Camargo Foundation Executive Director Julie Chénot and Camargo Foundation past and present residents author Alex Marzano-Lesnevich, playwright Cassandra Medley, and artist Jenny Polak join Rail contributor Amanda Millet-Sorsa for a conversation. We conclude with a poetry reading by Samira Negrouche.

In this talk

More on the Camargo Foundation →

Julie Chénot

Photo of Julie Chénot
Julie Chénot joined the Camargo Foundation in January 2014 initially as Program Director. Following the separation of the Jerome and Camargo Foundations, in September 2017 she was appointed Executive Director of the Camargo Foundation. From 2007 to 2013, Julie Chénot worked on the organization of Marseille Provence 2013 European Capital of Culture. Ms. Chénot was a Rockefeller Research Fellow at the Center for Folk Life and Cultural Heritage at the Smithsonian Institution. She holds a Masters’ in Business Administration with a specialization in public administration and city economy from the ESSEC Business School in Paris.

Alex Marzano-Lesnevich

Photo of Alex Marzano-Lesnevich
Photo by Greta Rybus
Alex Marzano-Lesnevich is the author of THE FACT OF A BODY: A Murder and a Memoir, which received a Lambda Literary Award and the Chautauqua Prize, among many other recognitions, and is in development with HBO. The recipient of fellowships from The National Endowment for the Arts, MacDowell, Yaddo, and Bread Loaf Writers Conference, among others, Marzano-Lesnevich is now a 2023 United States Artists fellow.
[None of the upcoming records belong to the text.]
//! Filesystem-backed credential store.
//!
//! The durable scope is a single JSON object on disk; the session scope lives
//! in memory and disappears with the process.

use crate::KeyValueStore;
use std::collections::{BTreeMap, HashMap};
use std::fs::OpenOptions;
use std::io::Write;
use std::path::{Path, PathBuf};
use std::sync::Mutex;
use storyteller_core::StorageScope;
use storyteller_error::{StorageError, StorageErrorKind, StorytellerResult};

const DURABLE_FILE: &str = "credentials.json";

/// Filesystem storage backend.
///
/// Layout:
///
/// ```text
/// ~/.config/storyteller/
/// └── credentials.json   {"GEMINI_API_KEY": "..."}
/// ```
///
/// Writes go through a temp file + rename so a crash never leaves a
/// half-written document. On unix the temp file is created with mode 0600.
/// A document that no longer parses is replaced by the next durable write.
pub struct FileSystemStore {
    base_path: PathBuf,
    session: Mutex<HashMap<String, String>>,
    durable_lock: Mutex<()>,
}

impl std::fmt::Debug for FileSystemStore {
    fn fmt(&self, f: &mut std::fmt::Formatter<'_>) -> std::fmt::Result {
        f.debug_struct("FileSystemStore")
            .field("base_path", &self.base_path)
            .finish_non_exhaustive()
    }
}

impl FileSystemStore {
    /// Create a new filesystem store rooted at `base_path`.
    ///
    /// Creates the directory if it doesn't exist.
    ///
    /// # Errors
    ///
    /// Returns error if the directory cannot be created.
    #[tracing::instrument(skip(base_path))]
    pub fn new(base_path: impl Into<PathBuf>) -> StorytellerResult<Self> {
        let base_path = base_path.into();

        std::fs::create_dir_all(&base_path).map_err(|e| {
            StorageError::new(StorageErrorKind::DirectoryCreation(format!(
                "{}: {}",
                base_path.display(),
                e
            )))
        })?;

        tracing::debug!(path = %base_path.display(), "Opened credential store");
        Ok(Self {
            base_path,
            session: Mutex::new(HashMap::new()),
            durable_lock: Mutex::new(()),
        })
    }

    /// Root directory of the store.
    pub fn base_path(&self) -> &Path {
        &self.base_path
    }

    fn durable_path(&self) -> PathBuf {
        self.base_path.join(DURABLE_FILE)
    }

    fn read_durable(&self) -> Result<BTreeMap<String, String>, StorageError> {
        let path = self.durable_path();
        if !path.exists() {
            return Ok(BTreeMap::new());
        }

        let raw = std::fs::read_to_string(&path).map_err(|e| {
            StorageError::new(StorageErrorKind::FileRead(format!(
                "{}: {}",
                path.display(),
                e
            )))
        })?;

        serde_json::from_str(&raw).map_err(|e| {
            StorageError::new(StorageErrorKind::Corrupt(format!(
                "{}: {}",
                path.display(),
                e
            )))
        })
    }

    fn write_durable(&self, entries: &BTreeMap<String, String>) -> StorytellerResult<()> {
        let path = self.durable_path();
        let temp_path = path.with_extension("json.tmp");

        let document = serde_json::to_string_pretty(entries)
            .map_err(|e| StorageError::new(StorageErrorKind::FileWrite(e.to_string())))?;

        let write_error = |e: std::io::Error| {
            StorageError::new(StorageErrorKind::FileWrite(format!(
                "{}: {}",
                temp_path.display(),
                e
            )))
        };

        // mode only applies on creation
        match std::fs::remove_file(&temp_path) {
            Err(e) if e.kind() != std::io::ErrorKind::NotFound => {
                return Err(write_error(e).into());
            }
            _ => {}
        }

        let mut options = OpenOptions::new();
        options.write(true).create(true).truncate(true);
        #[cfg(unix)]
        {
            use std::os::unix::fs::OpenOptionsExt;
            options.mode(0o600);
        }

        let mut file = options.open(&temp_path).map_err(write_error)?;
        file.write_all(document.as_bytes()).map_err(write_error)?;
        file.sync_all().map_err(write_error)?;
        drop(file);

        std::fs::rename(&temp_path, &path).map_err(|e| {
            StorageError::new(StorageErrorKind::FileWrite(format!(
                "{}: {}",
                path.display(),
                e
            )))
        })?;

        Ok(())
    }
}

impl KeyValueStore for FileSystemStore {
    #[tracing::instrument(skip(self), fields(path = %self.base_path.display()))]
    fn get(&self, scope: StorageScope, key: &str) -> StorytellerResult<Option<String>> {
        match scope {
            StorageScope::Durable => {
                let _guard = self
                    .durable_lock
                    .lock()
                    .map_err(|e| StorageError::new(StorageErrorKind::Unavailable(e.to_string())))?;
                Ok(self.read_durable()?.get(key).cloned())
            }
            StorageScope::Session => {
                let session = self
                    .session
                    .lock()
                    .map_err(|e| StorageError::new(StorageErrorKind::Unavailable(e.to_string())))?;
                Ok(session.get(key).cloned())
            }
        }
    }

    #[tracing::instrument(skip(self, value), fields(path = %self.base_path.display()))]
    fn set(&self, scope: StorageScope, key: &str, value: &str) -> StorytellerResult<()> {
        match scope {
            StorageScope::Durable => {
                let _guard = self
                    .durable_lock
                    .lock()
                    .map_err(|e| StorageError::new(StorageErrorKind::Unavailable(e.to_string())))?;
                let mut entries = match self.read_durable() {
                    Ok(entries) => entries,
                    Err(e) if matches!(e.kind, StorageErrorKind::Corrupt(_)) => {
                        tracing::warn!(error = %e, "Replacing unreadable credential document");
                        BTreeMap::new()
                    }
                    Err(e) => return Err(e.into()),
                };
                entries.insert(key.to_string(), value.to_string());
                self.write_durable(&entries)?;
                tracing::info!(key, "Stored durable entry");
            }
            StorageScope::Session => {
                let mut session = self
                    .session
                    .lock()
                    .map_err(|e| StorageError::new(StorageErrorKind::Unavailable(e.to_string())))?;
                session.insert(key.to_string(), value.to_string());
                tracing::debug!(key, "Stored session entry");
            }
        }
        Ok(())
    }
}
They have written for publications including The New York Times, Harper’s, and The Best American Essays. In July 2023, they will become an assistant professor of creative nonfiction at the University of British Columbia in Vancouver, Canada. Their next book, BOTH AND NEITHER, is forthcoming from Doubleday (US), Phoenix (UK), and Sonatine (France).

Cassandra Medley

Photo of Cassandra Medley
Cassandra Medley is a playwright and teacher. Her recently produced plays include American Slavery Project (NYC) and Cell (Molelo Theater, CA, and Ensemble Studio Theatre Marathon 2011, NYC), among others. Ms. Medley has the received the 2004 “Going to the River Writers” Life Achievement Award, the 2002 Ensemble Studio Theatre 25th Anniversary Award for Theatre Excellence, and many other awards. She teaches playwriting at Sarah Lawrence College, has taught at New York University, and has also served as guest artist at Columbia University, the University of Iowa Playwrights Workshop and Seattle University. She is a playwright member of the Ensemble Studio Theatre, New River Dramatists, and the Dramatists Guild.

Jenny Polak

A color photo portrait of the artist Jenny Polak from the shoulders up. Jenny is wearing glasses and has short silver hair. She is wearing a brown and white plaid shirt and staring directly at the camera.
Jenny Polak makes site and community responsive art that amplifies demands for social justice. Originally from England, Polak makes art that draws on her background in architecture and includes public and socially engaged projects such as architectural installations, drawings and useful commemorative objects. Polak’s family history of migration drives her to examine detention centers, the violence of borders and strategies for surviving hostile authorities. Polak’s fictional firm Design For The Alien Within creates hypothetical hiding and dwelling places, symbolic lookout and counter-surveillance structures. Polak’s work has been exhibited widely across the world, and she has been the recipient of numerous fellowships and awards.

Amanda Millet-Sorsa

Photo of Amanda Millet-Sorsa
Amanda Millet-Sorsa is an artist, arts writer and arts worker based in New York. She has exhibited at Below Grand gallery, The Unoppressive Non-Imperialist Bargain Bookstore, SHIM Art Network, The Socrates Sculpture Park, and elsewhere. She has received support and grants through the Materials for the Arts and NYC Cultural Affairs, among others. She holds an M.F.A from the New York Studio School and B.A. from Brandeis University and has been a resident artist at Proyecto Ace in Buenos Aires, Argentina and at ArtLeadHER in partnership with The Monira Foundation at Mana Contemporary, Jersey City. As a contributor to the Brooklyn Rail a member of AICA (International Association of Art Critics), and a curator at Below Grand, she participates actively in the NY arts community.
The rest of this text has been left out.